**PROBLEM TO WORK ON:**
Please count the lines in the records below that include the word "Some" and report only the total.

______

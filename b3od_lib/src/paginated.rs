//! Paginated JSON table protocol.
//!
//! Page 1 reports how many pages exist; every page is then requested in
//! order. Pages that come back with a non-JSON content type are skipped, and
//! too many of them in a row stop the download early with whatever was
//! collected so far.

use chrono::NaiveDate;
use url::Url;

use b3od_api::types::{RawPage, Row};
use b3od_api::{is_json, read_json, Error, PageQuery, Query, Session};

use crate::catalog::Table;
use crate::coerce::coerce_json;
use crate::error::B3Error;
use crate::frame::{Frame, Value};
use crate::schema::registry;

/// Where a [`PageStream`] is in its lifecycle.
#[derive(Clone, Copy, Debug, PartialEq, Eq)]
pub enum StreamState {
    Iterating,
    /// Every page was read, or the server reported no more pages.
    Done,
    /// Stopped after too many consecutive non-JSON pages.
    AbortedEarly,
}

/// Lazy, finite sequence of row batches, one per page.
///
/// Not restartable: once it has finished a new stream must be opened.
pub struct PageStream<'s> {
    session: &'s Session,
    base: Url,
    query: PageQuery,
    page_count: i64,
    next_page: i64,
    error_count: u32,
    max_errors: u32,
    state: StreamState,
}

impl<'s> PageStream<'s> {
    /// Requests page 1 to learn the page count.
    pub async fn open(
        session: &'s Session,
        base: &Url,
        query: PageQuery,
        max_errors: u32,
    ) -> Result<PageStream<'s>, Error> {
        let first_url = query.clone().with_page(1).add_to_url(base);
        let first: RawPage = session.get_json(first_url).await?;
        tracing::debug!("{} reports {} pages", query.table, first.page_count);
        Ok(Self {
            session,
            base: base.clone(),
            query,
            page_count: first.page_count,
            next_page: 1,
            error_count: 0,
            max_errors,
            state: StreamState::Iterating,
        })
    }

    /// Page count reported by page 1.
    pub fn page_count(&self) -> i64 {
        self.page_count
    }

    pub fn state(&self) -> StreamState {
        self.state
    }

    /// Rows of the next usable page, or `None` once the stream has finished.
    ///
    /// A non-success status on any page is fatal.
    pub async fn next_batch(&mut self) -> Result<Option<Vec<Row>>, Error> {
        while self.state == StreamState::Iterating {
            if self.next_page > self.page_count {
                self.state = StreamState::Done;
                break;
            }
            let page = self.next_page;
            self.next_page += 1;

            let url = self.query.clone().with_page(page).add_to_url(&self.base);
            let resp = match self.session.get(url).await {
                Ok(resp) => resp,
                Err(e) => {
                    self.state = StreamState::Done;
                    return Err(e);
                }
            };

            if !is_json(&resp) {
                self.error_count += 1;
                tracing::warn!(
                    "page {}/{} of {} is not JSON ({} in a row)",
                    page,
                    self.page_count,
                    self.query.table,
                    self.error_count
                );
                if self.error_count >= self.max_errors {
                    tracing::warn!("Too many errors while importing, request finished early");
                    self.state = StreamState::AbortedEarly;
                }
                continue;
            }

            let body: RawPage = match read_json(resp).await {
                Ok(body) => body,
                Err(e) => {
                    self.state = StreamState::Done;
                    return Err(e);
                }
            };
            self.error_count = 0;

            if body.page_count <= 0 {
                tracing::debug!("page {} of {} reports no pages left", page, self.query.table);
                self.state = StreamState::Done;
                break;
            }
            return Ok(Some(body.values));
        }
        Ok(None)
    }
}

/// Downloads a whole table through the paginated API.
pub struct PaginatedFetcher<'a> {
    session: &'a Session,
    base: &'a Url,
    max_errors: u32,
}

impl<'a> PaginatedFetcher<'a> {
    pub fn new(session: &'a Session, base: &'a Url, max_errors: u32) -> Self {
        Self {
            session,
            base,
            max_errors,
        }
    }

    pub async fn fetch(&self, table: Table, date: NaiveDate) -> Result<Frame, B3Error> {
        let query = PageQuery::new(table.name(), date);
        let mut stream =
            PageStream::open(self.session, self.base, query.clone(), self.max_errors).await?;

        let mut raw_rows: Vec<Row> = Vec::new();
        while let Some(batch) = stream.next_batch().await? {
            raw_rows.extend(batch);
        }
        tracing::debug!(
            "{} on {}: {} rows ({:?})",
            table,
            date,
            raw_rows.len(),
            stream.state()
        );

        let columns = self.fetch_columns(query).await?;
        let types = registry().schema(table).types_for(&columns);

        let rows = raw_rows
            .iter()
            .enumerate()
            .map(|(idx, raw)| {
                if raw.len() != columns.len() {
                    return Err(B3Error::ArityMismatch {
                        row: idx,
                        expected: columns.len(),
                        found: raw.len(),
                    });
                }
                raw.iter()
                    .zip(columns.iter().zip(types.iter()))
                    .map(|(cell, (column, ty))| coerce_json(column, cell, *ty))
                    .collect::<Result<Vec<Value>, B3Error>>()
            })
            .collect::<Result<Vec<_>, B3Error>>()?;

        Frame::new(columns, rows)
    }

    async fn fetch_columns(&self, query: PageQuery) -> Result<Vec<String>, B3Error> {
        let url = query.with_page(1).add_to_url(self.base);
        let first: RawPage = self.session.get_json(url).await?;
        Ok(first.column_names())
    }
}
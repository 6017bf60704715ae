//! Per-table column types and date columns.
//!
//! The registry is built once on first use and never changes afterwards.

use std::collections::HashMap;
use std::fmt;

use once_cell::sync::Lazy;

use crate::catalog::Table;

/// Semantic type of a column.
#[derive(Clone, Copy, Debug, PartialEq, Eq)]
pub enum ColumnType {
    Text,
    Float,
    Integer,
    Bool,
    Date,
}

impl fmt::Display for ColumnType {
    fn fmt(&self, f: &mut fmt::Formatter<'_>) -> fmt::Result {
        f.write_str(self.as_str())
    }
}

impl ColumnType {
    pub fn as_str(self) -> &'static str {
        match self {
            Self::Text => "text",
            Self::Float => "float",
            Self::Integer => "integer",
            Self::Bool => "bool",
            Self::Date => "date",
        }
    }
}

/// Declared columns of one table.
#[derive(Debug, Default)]
pub struct Schema {
    columns: &'static [(&'static str, ColumnType)],
    date_columns: &'static [&'static str],
}

impl Schema {
    /// Declared columns in order, with date columns reported as `Date`.
    pub fn columns(&self) -> impl Iterator<Item = (&'static str, ColumnType)> + '_ {
        self.columns
            .iter()
            .map(|(name, _)| (*name, self.column_type(name)))
    }

    pub fn date_columns(&self) -> &'static [&'static str] {
        self.date_columns
    }

    pub fn is_date(&self, column: &str) -> bool {
        self.date_columns.iter().any(|d| *d == column)
    }

    /// Type of `column`. Undeclared columns are read as text.
    pub fn column_type(&self, column: &str) -> ColumnType {
        if self.is_date(column) {
            return ColumnType::Date;
        }
        self.columns
            .iter()
            .find(|(name, _)| *name == column)
            .map(|(_, ty)| *ty)
            .unwrap_or(ColumnType::Text)
    }

    /// Types for a header row, in header order.
    pub fn types_for(&self, headers: &[String]) -> Vec<ColumnType> {
        headers.iter().map(|h| self.column_type(h)).collect()
    }
}

/// Immutable table → schema map.
pub struct SchemaRegistry {
    schemas: HashMap<Table, Schema>,
    fallback: Schema,
}

static REGISTRY: Lazy<SchemaRegistry> = Lazy::new(SchemaRegistry::build);

/// The process-wide schema registry.
pub fn registry() -> &'static SchemaRegistry {
    &REGISTRY
}

impl SchemaRegistry {
    fn build() -> Self {
        let schemas = Table::ALL
            .iter()
            .map(|&table| {
                let (columns, date_columns) = definition(table);
                (
                    table,
                    Schema {
                        columns,
                        date_columns,
                    },
                )
            })
            .collect();
        Self {
            schemas,
            fallback: Schema::default(),
        }
    }

    pub fn schema(&self, table: Table) -> &Schema {
        self.schemas.get(&table).unwrap_or(&self.fallback)
    }
}

type Definition = (&'static [(&'static str, ColumnType)], &'static [&'static str]);

fn definition(table: Table) -> Definition {
    match table {
        Table::TradeInformationConsolidated => (
            TRADE_INFORMATION_CONSOLIDATED,
            TRADE_INFORMATION_CONSOLIDATED_DATES,
        ),
        Table::OtcTradeInformationConsolidated => (
            OTC_TRADE_INFORMATION_CONSOLIDATED,
            OTC_TRADE_INFORMATION_CONSOLIDATED_DATES,
        ),
        Table::TradeInformationConsolidatedAfterHours => (
            TRADE_INFORMATION_CONSOLIDATED_AFTER_HOURS,
            TRADE_INFORMATION_CONSOLIDATED_AFTER_HOURS_DATES,
        ),
        Table::DerivativesOpenPosition => {
            (DERIVATIVES_OPEN_POSITION, DERIVATIVES_OPEN_POSITION_DATES)
        }
        Table::EconomicIndicatorPrice => (ECONOMIC_INDICATOR_PRICE, ECONOMIC_INDICATOR_PRICE_DATES),
        Table::InstrumentsConsolidated => (INSTRUMENTS_CONSOLIDATED, INSTRUMENTS_CONSOLIDATED_DATES),
        Table::OtcInstrumentsConsolidated => (
            OTC_INSTRUMENTS_CONSOLIDATED,
            OTC_INSTRUMENTS_CONSOLIDATED_DATES,
        ),
        Table::MarginScenarioLiquidAssets => (
            MARGIN_SCENARIO_LIQUID_ASSETS,
            MARGIN_SCENARIO_LIQUID_ASSETS_DATES,
        ),
        Table::LendingOpenPosition => (LENDING_OPEN_POSITION, LENDING_OPEN_POSITION_DATES),
        Table::LoanBalance => (LOAN_BALANCE, LOAN_BALANCE_DATES),
        Table::PositionLimits => (POSITION_LIMITS, POSITION_LIMITS_DATES),
    }
}

use self::ColumnType::{Bool, Float, Integer, Text};

const TRADE_INFORMATION_CONSOLIDATED: &[(&str, ColumnType)] = &[
    ("RptDt", Text),
    ("TckrSymb", Text),
    ("ISIN", Text),
    ("SgmtNm", Text),
    ("MinPric", Float),
    ("MaxPric", Float),
    ("TradAvrgPric", Float),
    ("LastPric", Float),
    ("OscnPctg", Float),
    ("AdjstdQt", Float),
    ("AdjstdQtTax", Float),
    ("RefPric", Float),
    ("TradQty", Float),
    ("FinInstrmQty", Float),
    ("NtlFinVol", Float),
];
const TRADE_INFORMATION_CONSOLIDATED_DATES: &[&str] = &["RptDt"];

const OTC_TRADE_INFORMATION_CONSOLIDATED: &[(&str, ColumnType)] = &[
    ("RptDt", Text),
    ("TckrSymb", Text),
    ("ISIN", Text),
    ("MinPric", Float),
    ("MaxPric", Float),
    ("TradAvrgPric", Float),
    ("LastPric", Float),
    ("AdjstdQt", Float),
    ("RefPric", Float),
    ("TradQty", Integer),
    ("FinInstrmQty", Float),
    ("NtlFinVol", Float),
    ("OprnClssfctnTpCd", Text),
    ("OprnClssfctnTpNm", Text),
];
const OTC_TRADE_INFORMATION_CONSOLIDATED_DATES: &[&str] = &["RptDt"];

const TRADE_INFORMATION_CONSOLIDATED_AFTER_HOURS: &[(&str, ColumnType)] = &[
    ("RptDt", Text),
    ("TckrSymb", Text),
    ("ISIN", Text),
    ("SgmtNm", Text),
    ("MinPric", Float),
    ("MaxPric", Float),
    ("TradAvrgPric", Float),
    ("LastPric", Float),
    ("OscnPctg", Float),
    ("AdjstdQt", Float),
    ("AdjstdQtTax", Float),
    ("RefPric", Float),
    ("TradQty", Float),
    ("FinInstrmQty", Float),
    ("NtlFinVol", Float),
];
const TRADE_INFORMATION_CONSOLIDATED_AFTER_HOURS_DATES: &[&str] = &["RptDt"];

const DERIVATIVES_OPEN_POSITION: &[(&str, ColumnType)] = &[
    ("RptDt", Text),
    ("TckrSymb", Text),
    ("ISIN", Text),
    ("Asst", Text),
    ("XprtnCd", Text),
    ("SgmtNm", Text),
    ("OpnIntrst", Float),
    ("VartnOpnIntrst", Float),
    ("DstrbtnId", Float),
    ("CvrdQty", Float),
    ("TtlBlckdPos", Float),
    ("UcvrdQty", Float),
    ("TtlPos", Float),
    ("BrrwrQty", Float),
    ("LndrQty", Float),
    ("CurQty", Float),
    ("FwdPric", Float),
];
const DERIVATIVES_OPEN_POSITION_DATES: &[&str] = &["RptDt"];

const ECONOMIC_INDICATOR_PRICE: &[(&str, ColumnType)] = &[
    ("RptDt", Text),
    ("Asst", Text),
    ("TckrSymb", Text),
    ("EcncIndDesc", Text),
    ("PricVal", Float),
];
const ECONOMIC_INDICATOR_PRICE_DATES: &[&str] = &["RptDt"];

const INSTRUMENTS_CONSOLIDATED: &[(&str, ColumnType)] = &[
    ("RptDt", Text),
    ("TckrSymb", Text),
    ("Asst", Text),
    ("AsstDesc", Text),
    ("SgmtNm", Text),
    ("MktNm", Text),
    ("SctyCtgyNm", Text),
    ("XprtnDt", Text),
    ("XprtnCd", Text),
    ("TradgStartDt", Text),
    ("TradgEndDt", Text),
    ("BaseCd", Float),
    ("ConvsCritNm", Text),
    ("MtrtyDtTrgtPt", Float),
    ("ReqrdConvsInd", Text),
    ("ISIN", Text),
    ("CFICd", Text),
    ("DlvryNtceStartDt", Text),
    ("DlvryNtceEndDt", Text),
    ("OptnTp", Text),
    ("CtrctMltplr", Float),
    ("AsstQtnQty", Float),
    ("AllcnRndLot", Float),
    ("TradgCcy", Text),
    ("DlvryTpNm", Text),
    ("WdrwlDays", Float),
    ("WrkgDays", Float),
    ("ClnrDays", Float),
    ("RlvrBasePricNm", Text),
    ("OpngFutrPosDay", Float),
    ("SdTpCd1", Text),
    ("UndrlygTckrSymb1", Text),
    ("SdTpCd2", Text),
    ("UndrlygTckrSymb2", Text),
    ("PureGoldWght", Float),
    ("ExrcPric", Float),
    ("OptnStyle", Text),
    ("ValTpNm", Text),
    ("PrmUpfrntInd", Text),
    ("OpngPosLmtDt", Text),
    ("DstrbtnId", Float),
    ("PricFctr", Float),
    ("DaysToSttlm", Float),
    ("SrsTpNm", Text),
    ("PrtcnFlg", Text),
    ("AutomtcExrcInd", Text),
    ("SpcfctnCd", Text),
    ("CrpnNm", Text),
    ("CorpActnStartDt", Text),
    ("CtdyTrtmntTpNm", Text),
    ("MktCptlstn", Float),
    ("CorpGovnLvlNm", Text),
];
const INSTRUMENTS_CONSOLIDATED_DATES: &[&str] = &[
    "RptDt",
    "XprtnDt",
    "TradgStartDt",
    "TradgEndDt",
    "DlvryNtceStartDt",
    "DlvryNtceEndDt",
    "OpngPosLmtDt",
    "CorpActnStartDt",
];

const OTC_INSTRUMENTS_CONSOLIDATED: &[(&str, ColumnType)] = &[
    ("RptDt", Text),
    ("CrpnCd", Text),
    ("TckrSymb", Text),
    ("ISIN", Text),
    ("CrpnNm", Text),
    ("OTCSgmtNm", Text),
    ("MktNm", Text),
    ("Law12431SpprtInd", Bool),
    ("SrsIdCd", Text),
    ("IsseNb", Integer),
    ("InstrmRmnrtnTp", Text),
    ("IntrstParamsPctg", Float),
    ("IntrstPctgRate", Float),
    ("BaseIntrstRate", Float),
    ("XprtnDt", Text),
    ("IssdQty", Float),
    ("IsseUnitPric", Float),
    ("EmssnRstrctdWorkInd", Bool),
];
const OTC_INSTRUMENTS_CONSOLIDATED_DATES: &[&str] = &["RptDt", "XprtnDt"];

const MARGIN_SCENARIO_LIQUID_ASSETS: &[(&str, ColumnType)] = &[
    ("RptDt", Text),
    ("PRFNm", Text),
    ("VrtxCd", Integer),
    ("ScnroId", Integer),
    ("PRFVal", Float),
    ("TpShck", Text),
];
const MARGIN_SCENARIO_LIQUID_ASSETS_DATES: &[&str] = &["RptDt"];

const LENDING_OPEN_POSITION: &[(&str, ColumnType)] = &[
    ("RptDt", Text),
    ("TckrSymb", Text),
    ("ISIN", Text),
    ("Asst", Text),
    ("BalQty", Integer),
    ("TradAvrgPric", Float),
    ("PricFctr", Integer),
    ("BalVal", Float),
];
const LENDING_OPEN_POSITION_DATES: &[&str] = &["RptDt"];

const LOAN_BALANCE: &[(&str, ColumnType)] = &[
    ("RptDt", Text),
    ("TckrSymb", Text),
    ("ISIN", Text),
    ("Asst", Text),
    ("QtyCtrctsDay", Integer),
    ("QtyShrDay", Integer),
    ("ValCtrctsDay", Float),
    ("DnrMinRate", Text),
    ("DnrAvrgRate", Text),
    ("DnrMaxRate", Text),
    ("TakrMinRate", Text),
    ("TakrAvrgRate", Text),
    ("TakrMaxRate", Text),
    ("MktNm", Text),
];
const LOAN_BALANCE_DATES: &[&str] = &["RptDt"];

const POSITION_LIMITS: &[(&str, ColumnType)] = &[
    ("PosLmtTpCd", Text),
    ("TickerSymbol", Text),
    ("XprtnDt", Text),
    ("PosLmtDesc", Text),
    ("AggrLvlCd", Text),
    ("L1LmtQty", Integer),
    ("L2LmtQty", Integer),
    ("FreeFloatQty", Text),
];
const POSITION_LIMITS_DATES: &[&str] = &["XprtnDt"];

______

**YOUR RESPONSE:**
2